- Work request -
Show each line of the data below that has the string "readable" in it.

- Task inputs -
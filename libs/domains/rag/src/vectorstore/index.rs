use std::sync::Arc;

use tracing::{debug, info};
use validator::Validate;

use crate::error::{RagError, RagResult};
use crate::models::{InsertTextsInput, SearchQuery, SearchResult};
use crate::provider::VectorStore;

/// Validated entry point of the vector store service.
///
/// Requests are checked before they reach the backing [`VectorStore`], and
/// a search answering with more than `top_k` results is treated as a store
/// failure rather than truncated.
#[derive(Clone)]
pub struct TextIndex {
    store: Arc<dyn VectorStore>,
}

impl TextIndex {
    pub fn new(store: Arc<dyn VectorStore>) -> Self {
        Self { store }
    }

    pub async fn insert_texts(&self, input: InsertTextsInput) -> RagResult<()> {
        input.validate()?;

        let count = input.texts.len();
        self.store.insert(input.texts).await?;

        info!(count, "Indexed texts");
        Ok(())
    }

    pub async fn search_text(&self, query: SearchQuery) -> RagResult<Vec<SearchResult>> {
        query.validate()?;

        let top_k = query.top_k as usize;
        let results = self.store.search(query).await?;
        if results.len() > top_k {
            return Err(RagError::VectorStore(format!(
                "store returned {} results for top_k {}",
                results.len(),
                top_k
            )));
        }

        debug!(results = results.len(), "Search answered");
        Ok(results)
    }
}
//! # Axum Helpers
//!
//! HTTP plumbing shared by gateway surfaces.
//!
//! ## Modules
//!
//! - **[`server`]**: router defaults (fallback, tracing, CORS) and shutdown signal
//! - **[`middleware`]**: CORS layer construction
//! - **[`errors`]**: structured error responses with error codes

pub mod errors;
pub mod middleware;
pub mod server;

pub use errors::{AppError, ErrorCode, ErrorResponse};
pub use middleware::{create_cors_layer, create_permissive_cors_layer};
pub use server::{create_router, shutdown_signal};
use async_trait::async_trait;
use reqwest::Client;
use serde::{Deserialize, Serialize};

use crate::config::OpenAIConfig;
use crate::error::{RagError, RagResult};
use crate::provider::Embedder;

/// OpenAI embeddings provider
pub struct OpenAIEmbedder {
    client: Client,
    config: OpenAIConfig,
}

impl OpenAIEmbedder {
    pub fn new(config: OpenAIConfig) -> Self {
        Self::with_client(Client::new(), config)
    }

    pub fn with_client(client: Client, config: OpenAIConfig) -> Self {
        Self { client, config }
    }
}

#[derive(Debug, Serialize)]
struct EmbeddingRequest<'a> {
    model: &'a str,
    input: Vec<String>,
}

#[derive(Debug, Deserialize)]
struct EmbeddingResponse {
    data: Vec<EmbeddingData>,
}

#[derive(Debug, Deserialize)]
struct EmbeddingData {
    embedding: Vec<f32>,
    index: usize,
}

#[async_trait]
impl Embedder for OpenAIEmbedder {
    async fn embed(&self, texts: Vec<String>) -> RagResult<Vec<Vec<f32>>> {
        if texts.is_empty() {
            return Ok(vec![]);
        }
        let expected = texts.len();

        let request = EmbeddingRequest {
            model: &self.config.embedding_model,
            input: texts,
        };

        let response = self
            .client
            .post(format!("{}/embeddings", self.config.base_url))
            .bearer_auth(&self.config.api_key)
            .json(&request)
            .send()
            .await
            .map_err(|e| RagError::Embedding(format!("request failed: {}", e)))?;

        if !response.status().is_success() {
            let status = response.status();
            let error_text = response.text().await.unwrap_or_default();
            return Err(RagError::Embedding(format!(
                "OpenAI API error ({}): {}",
                status, error_text
            )));
        }

        let embedding_response: EmbeddingResponse = response
            .json()
            .await
            .map_err(|e| RagError::Embedding(format!("invalid response: {}", e)))?;

        into_ordered_vectors(embedding_response.data, expected)
    }
}

/// The API may answer out of order; `index` ties each vector to its input.
fn into_ordered_vectors(mut data: Vec<EmbeddingData>, expected: usize) -> RagResult<Vec<Vec<f32>>> {
    if data.len() != expected {
        return Err(RagError::Embedding(format!(
            "expected {} embeddings, got {}",
            expected,
            data.len()
        )));
    }

    data.sort_by_key(|d| d.index);
    Ok(data.into_iter().map(|d| d.embedding).collect())
}
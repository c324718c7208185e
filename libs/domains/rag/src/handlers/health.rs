use axum::{
    Json,
    extract::State,
    http::StatusCode,
    response::{IntoResponse, Response},
};
use axum_helpers::{AppError, ErrorResponse};
use grpc_client::{ServingStatus, check_health};
use serde::{Deserialize, Serialize};
use tonic::transport::Channel;
use utoipa::ToSchema;

#[derive(Debug, Serialize, Deserialize, ToSchema)]
pub struct HealthResponse {
    /// `SERVING`, `NOT_SERVING` or `UNKNOWN`
    pub status: String,
}

/// Report whether the gRPC endpoint is serving
#[utoipa::path(
    get,
    path = "/healthz",
    tag = "health",
    responses(
        (status = 200, description = "Backend is serving", body = HealthResponse),
        (status = 503, description = "Backend is not serving", body = ErrorResponse)
    )
)]
pub async fn healthz(State(channel): State<Channel>) -> Response {
    match check_health(channel, "").await {
        Ok(ServingStatus::Serving) => (
            StatusCode::OK,
            Json(HealthResponse {
                status: ServingStatus::Serving.as_str_name().to_string(),
            }),
        )
            .into_response(),
        Ok(status) => AppError::ServiceUnavailable(format!(
            "gRPC health status: {}",
            status.as_str_name()
        ))
        .into_response(),
        Err(e) => AppError::ServiceUnavailable(e.to_string()).into_response(),
    }
}
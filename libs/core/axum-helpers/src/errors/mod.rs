pub mod codes;
pub mod handlers;

pub use codes::ErrorCode;

use axum::{
    Json,
    extract::rejection::JsonRejection,
    http::StatusCode,
    response::{IntoResponse, Response},
};
use serde::{Deserialize, Serialize};
use thiserror::Error;
use utoipa::ToSchema;

/// Standard error response structure.
///
/// ```json
/// {
///   "code": 1001,
///   "error": "VALIDATION_ERROR",
///   "message": "query must be between 2 and 2000 characters",
/// }
/// ```
#[derive(Debug, Serialize, Deserialize, ToSchema)]
pub struct ErrorResponse {
    /// Integer error code for logging and monitoring
    pub code: i32,
    /// Machine-readable error identifier for programmatic handling
    pub error: String,
    /// Human-readable error message
    pub message: String,
    /// Optional structured error details
    #[serde(default, skip_serializing_if = "Option::is_none")]
    pub details: Option<serde_json::Value>,
}

/// Application error type that can be converted to HTTP responses.
#[derive(Debug, Error)]
#[non_exhaustive]
pub enum AppError {
    #[error("JSON extraction error: {0}")]
    JsonExtractorRejection(#[from] JsonRejection),

    #[error("Bad Request: {0}")]
    BadRequest(String),

    #[error("Not Found: {0}")]
    NotFound(String),

    #[error("Canceled: {0}")]
    Canceled(String),

    #[error("Internal Server Error: {0}")]
    InternalServerError(String),

    #[error("Bad Gateway: {0}")]
    BadGateway(String),

    #[error("Service Unavailable: {0}")]
    ServiceUnavailable(String),

    #[error("Gateway Timeout: {0}")]
    GatewayTimeout(String),
}

/// 499 Client Closed Request, as used by nginx.
const CLIENT_CLOSED_REQUEST: u16 = 499;

impl AppError {
    /// Status code, error code and message this error renders as.
    pub fn parts(&self) -> (StatusCode, ErrorCode, String) {
        match self {
            AppError::JsonExtractorRejection(e) => {
                (e.status(), ErrorCode::JsonExtraction, e.body_text())
            }
            AppError::BadRequest(msg) => {
                (StatusCode::BAD_REQUEST, ErrorCode::ValidationError, msg.clone())
            }
            AppError::NotFound(msg) => (StatusCode::NOT_FOUND, ErrorCode::NotFound, msg.clone()),
            AppError::Canceled(msg) => (
                StatusCode::from_u16(CLIENT_CLOSED_REQUEST).unwrap_or(StatusCode::BAD_REQUEST),
                ErrorCode::Canceled,
                msg.clone(),
            ),
            AppError::InternalServerError(msg) => (
                StatusCode::INTERNAL_SERVER_ERROR,
                ErrorCode::InternalError,
                msg.clone(),
            ),
            AppError::BadGateway(msg) => {
                (StatusCode::BAD_GATEWAY, ErrorCode::UpstreamError, msg.clone())
            }
            AppError::ServiceUnavailable(msg) => (
                StatusCode::SERVICE_UNAVAILABLE,
                ErrorCode::ServiceUnavailable,
                msg.clone(),
            ),
            AppError::GatewayTimeout(msg) => {
                (StatusCode::GATEWAY_TIMEOUT, ErrorCode::GatewayTimeout, msg.clone())
            }
        }
    }
}

impl IntoResponse for AppError {
    fn into_response(self) -> Response {
        let (status, code, message) = self.parts();

        if status.is_server_error() {
            tracing::error!(error_code = code.code(), "{}", self);
        } else {
            tracing::info!(error_code = code.code(), "{}", self);
        }

        let body = Json(ErrorResponse {
            code: code.code(),
            error: code.as_str().to_string(),
            message,
            details: None,
        });

        (status, body).into_response()
    }
}

/// Maps a status returned by a gRPC backend onto the HTTP error it implies.
impl From<tonic::Status> for AppError {
    fn from(status: tonic::Status) -> Self {
        let msg = status.message().to_string();
        match status.code() {
            tonic::Code::InvalidArgument
            | tonic::Code::OutOfRange
            | tonic::Code::AlreadyExists => AppError::BadRequest(msg),
            tonic::Code::NotFound => AppError::NotFound(msg),
            tonic::Code::Cancelled => AppError::Canceled(msg),
            tonic::Code::DeadlineExceeded => AppError::GatewayTimeout(msg),
            tonic::Code::Unavailable | tonic::Code::FailedPrecondition => {
                AppError::ServiceUnavailable(msg)
            }
            tonic::Code::Internal | tonic::Code::Unknown => AppError::BadGateway(msg),
            _ => AppError::InternalServerError(msg),
        }
    }
}
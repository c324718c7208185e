use axum::{
    Json,
    http::StatusCode,
    response::{IntoResponse, Response},
};

use super::{ErrorCode, ErrorResponse};

/// Fallback handler for unmatched routes.
pub async fn not_found() -> Response {
    let code = ErrorCode::NotFound;
    let body = Json(ErrorResponse {
        code: code.code(),
        error: code.as_str().to_string(),
        message: code.default_message().to_string(),
        details: None,
    });

    (StatusCode::NOT_FOUND, body).into_response()
}
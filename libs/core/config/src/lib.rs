pub mod server;
pub mod tracing;

use std::env;
use std::fmt::Display;
use std::str::FromStr;
use thiserror::Error;

/// Configuration error type
#[derive(Error, Debug, Clone, PartialEq, Eq)]
pub enum ConfigError {
    #[error("Environment variable '{0}' is required but not set")]
    MissingEnvVar(String),

    #[error("Failed to parse environment variable '{key}': {details}")]
    ParseError { key: String, details: String },
}

/// Application environment
#[derive(Clone, Debug, PartialEq, Eq)]
pub enum Environment {
    Development, // Pretty logs, verbose filter
    Production,  // JSON logs for aggregation
}

impl Environment {
    pub fn from_env() -> Self {
        let app_env = env::var("APP_ENV").unwrap_or_else(|_| "development".to_string());

        if app_env.eq_ignore_ascii_case("production") {
            Environment::Production
        } else {
            Environment::Development
        }
    }

    pub fn is_production(&self) -> bool {
        matches!(self, Environment::Production)
    }

    pub fn is_development(&self) -> bool {
        matches!(self, Environment::Development)
    }
}

/// Trait for configuration that can be loaded from environment variables
pub trait FromEnv: Sized {
    fn from_env() -> Result<Self, ConfigError>;
}

/// Helper to load and parse environment variable with a default value
pub fn env_or_default(key: &str, default: &str) -> String {
    env::var(key).unwrap_or_else(|_| default.to_string())
}

/// Helper to load and parse environment variable or return error
pub fn env_required(key: &str) -> Result<String, ConfigError> {
    match env::var(key) {
        Ok(value) if !value.trim().is_empty() => Ok(value),
        _ => Err(ConfigError::MissingEnvVar(key.to_string())),
    }
}

/// Reads an optional variable; blank values count as unset.
pub fn env_optional(key: &str) -> Option<String> {
    env::var(key).ok().filter(|v| !v.trim().is_empty())
}

/// Parses `key` into `T`, falling back to `default` when unset.
pub fn env_parse<T>(key: &str, default: T) -> Result<T, ConfigError>
where
    T: FromStr,
    T::Err: Display,
{
    match env_optional(key) {
        None => Ok(default),
        Some(raw) => raw.trim().parse().map_err(|e: T::Err| ConfigError::ParseError {
            key: key.to_string(),
            details: e.to_string(),
        }),
    }
}

/// Splits a comma separated variable, dropping empty entries.
pub fn env_list(key: &str) -> Vec<String> {
    env_optional(key)
        .map(|raw| {
            raw.split(',')
                .map(str::trim)
                .filter(|s| !s.is_empty())
                .map(str::to_string)
                .collect()
        })
        .unwrap_or_default()
}

#[cfg(test)]
mod tests {
    use super::*;

    #[test]
    fn test_environment_defaults_to_development() {
        temp_env::with_var_unset("APP_ENV", || {
            let env = Environment::from_env();
            assert_eq!(env, Environment::Development);
            assert!(env.is_development());
            assert!(!env.is_production());
        });
    }

    #[test]
    fn test_environment_production_case_insensitive() {
        temp_env::with_var("APP_ENV", Some("PRODUCTION"), || {
            assert_eq!(Environment::from_env(), Environment::Production);
        });

        temp_env::with_var("APP_ENV", Some("Production"), || {
            assert_eq!(Environment::from_env(), Environment::Production);
        });
    }

    #[test]
    fn test_environment_unknown_defaults_to_development() {
        temp_env::with_var("APP_ENV", Some("staging"), || {
            assert_eq!(Environment::from_env(), Environment::Development);
        });
    }

    #[test]
    fn test_env_or_default_without_value() {
        temp_env::with_var_unset("MISSING_VAR", || {
            assert_eq!(env_or_default("MISSING_VAR", "default_value"), "default_value");
        });
    }

    #[test]
    fn test_env_required_missing() {
        temp_env::with_var_unset("MISSING_REQUIRED", || {
            let err = env_required("MISSING_REQUIRED").unwrap_err();
            assert_eq!(err, ConfigError::MissingEnvVar("MISSING_REQUIRED".into()));
            assert!(err.to_string().contains("required"));
        });
    }

    #[test]
    fn test_env_required_blank_is_missing() {
        temp_env::with_var("BLANK_REQUIRED", Some("  "), || {
            assert!(env_required("BLANK_REQUIRED").is_err());
        });
    }

    #[test]
    fn test_env_parse_default_and_value() {
        temp_env::with_var_unset("PARSE_ME", || {
            assert_eq!(env_parse("PARSE_ME", 7u16).unwrap(), 7);
        });
        temp_env::with_var("PARSE_ME", Some(" 42 "), || {
            assert_eq!(env_parse("PARSE_ME", 7u16).unwrap(), 42);
        });
    }

    #[test]
    fn test_env_parse_invalid() {
        temp_env::with_var("PARSE_ME", Some("forty"), || {
            let err = env_parse("PARSE_ME", 0.5f32).unwrap_err();
            assert!(matches!(err, ConfigError::ParseError { ref key, .. } if key == "PARSE_ME"));
        });
    }

    #[test]
    fn test_env_list() {
        temp_env::with_var("ORIGINS", Some("http://a, ,http://b,"), || {
            assert_eq!(env_list("ORIGINS"), vec!["http://a", "http://b"]);
        });
        temp_env::with_var_unset("ORIGINS", || {
            assert!(env_list("ORIGINS").is_empty());
        });
    }
}
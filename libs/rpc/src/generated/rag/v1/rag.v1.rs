// @generated
// This file is @generated by prost-build.
#[derive(Clone, PartialEq, Eq, Hash, ::prost::Message)]
pub struct Message {
    #[prost(enumeration = "Role", tag = "1")]
    pub role: i32,
    #[prost(string, tag = "2")]
    pub content: ::prost::alloc::string::String,
}
#[derive(Clone, PartialEq, Eq, Hash, ::prost::Message)]
pub struct QueryRequest {
    #[prost(string, tag = "1")]
    pub query: ::prost::alloc::string::String,
    #[prost(message, repeated, tag = "2")]
    pub messages: ::prost::alloc::vec::Vec<Message>,
}
#[derive(Clone, PartialEq, Eq, Hash, ::prost::Message)]
pub struct QueryResponse {
    #[prost(string, tag = "1")]
    pub content: ::prost::alloc::string::String,
    #[prost(int64, tag = "2")]
    pub created_in_ms: i64,
}
#[derive(Clone, PartialEq, Eq, Hash, ::prost::Message)]
pub struct QueryStreamRequest {
    #[prost(string, tag = "1")]
    pub query: ::prost::alloc::string::String,
    #[prost(message, repeated, tag = "2")]
    pub messages: ::prost::alloc::vec::Vec<Message>,
}
#[derive(Clone, PartialEq, Eq, Hash, ::prost::Message)]
pub struct QueryStreamResponse {
    #[prost(string, tag = "1")]
    pub content: ::prost::alloc::string::String,
    #[prost(int64, tag = "2")]
    pub created_at_ms: i64,
    #[prost(enumeration = "StopReason", tag = "3")]
    pub stop_reason: i32,
    #[prost(string, tag = "4")]
    pub error: ::prost::alloc::string::String,
}
#[derive(Clone, Copy, Debug, PartialEq, Eq, Hash, PartialOrd, Ord, ::prost::Enumeration)]
#[repr(i32)]
pub enum Role {
    Unspecified = 0,
    System = 1,
    Assistant = 2,
    User = 3,
}
impl Role {
    /// String value of the enum field names used in the ProtoBuf definition.
    ///
    /// The values are not transformed in any way and thus are considered stable
    /// (if the ProtoBuf definition does not change) and safe for programmatic use.
    pub fn as_str_name(&self) -> &'static str {
        match self {
            Self::Unspecified => "ROLE_UNSPECIFIED",
            Self::System => "ROLE_SYSTEM",
            Self::Assistant => "ROLE_ASSISTANT",
            Self::User => "ROLE_USER",
        }
    }
    /// Creates an enum from field names used in the ProtoBuf definition.
    pub fn from_str_name(value: &str) -> ::core::option::Option<Self> {
        match value {
            "ROLE_UNSPECIFIED" => Some(Self::Unspecified),
            "ROLE_SYSTEM" => Some(Self::System),
            "ROLE_ASSISTANT" => Some(Self::Assistant),
            "ROLE_USER" => Some(Self::User),
            _ => None,
        }
    }
}
#[derive(Clone, Copy, Debug, PartialEq, Eq, Hash, PartialOrd, Ord, ::prost::Enumeration)]
#[repr(i32)]
pub enum StopReason {
    Unspecified = 0,
    Done = 1,
    Error = 2,
}
impl StopReason {
    /// String value of the enum field names used in the ProtoBuf definition.
    ///
    /// The values are not transformed in any way and thus are considered stable
    /// (if the ProtoBuf definition does not change) and safe for programmatic use.
    pub fn as_str_name(&self) -> &'static str {
        match self {
            Self::Unspecified => "STOP_REASON_UNSPECIFIED",
            Self::Done => "STOP_REASON_DONE",
            Self::Error => "STOP_REASON_ERROR",
        }
    }
    /// Creates an enum from field names used in the ProtoBuf definition.
    pub fn from_str_name(value: &str) -> ::core::option::Option<Self> {
        match value {
            "STOP_REASON_UNSPECIFIED" => Some(Self::Unspecified),
            "STOP_REASON_DONE" => Some(Self::Done),
            "STOP_REASON_ERROR" => Some(Self::Error),
            _ => None,
        }
    }
}
include!("rag.v1.tonic.rs");
// @@protoc_insertion_point(module)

- Result below -
    /// Machine-readable error identifier for programmatic handling
    /// Human-readable error message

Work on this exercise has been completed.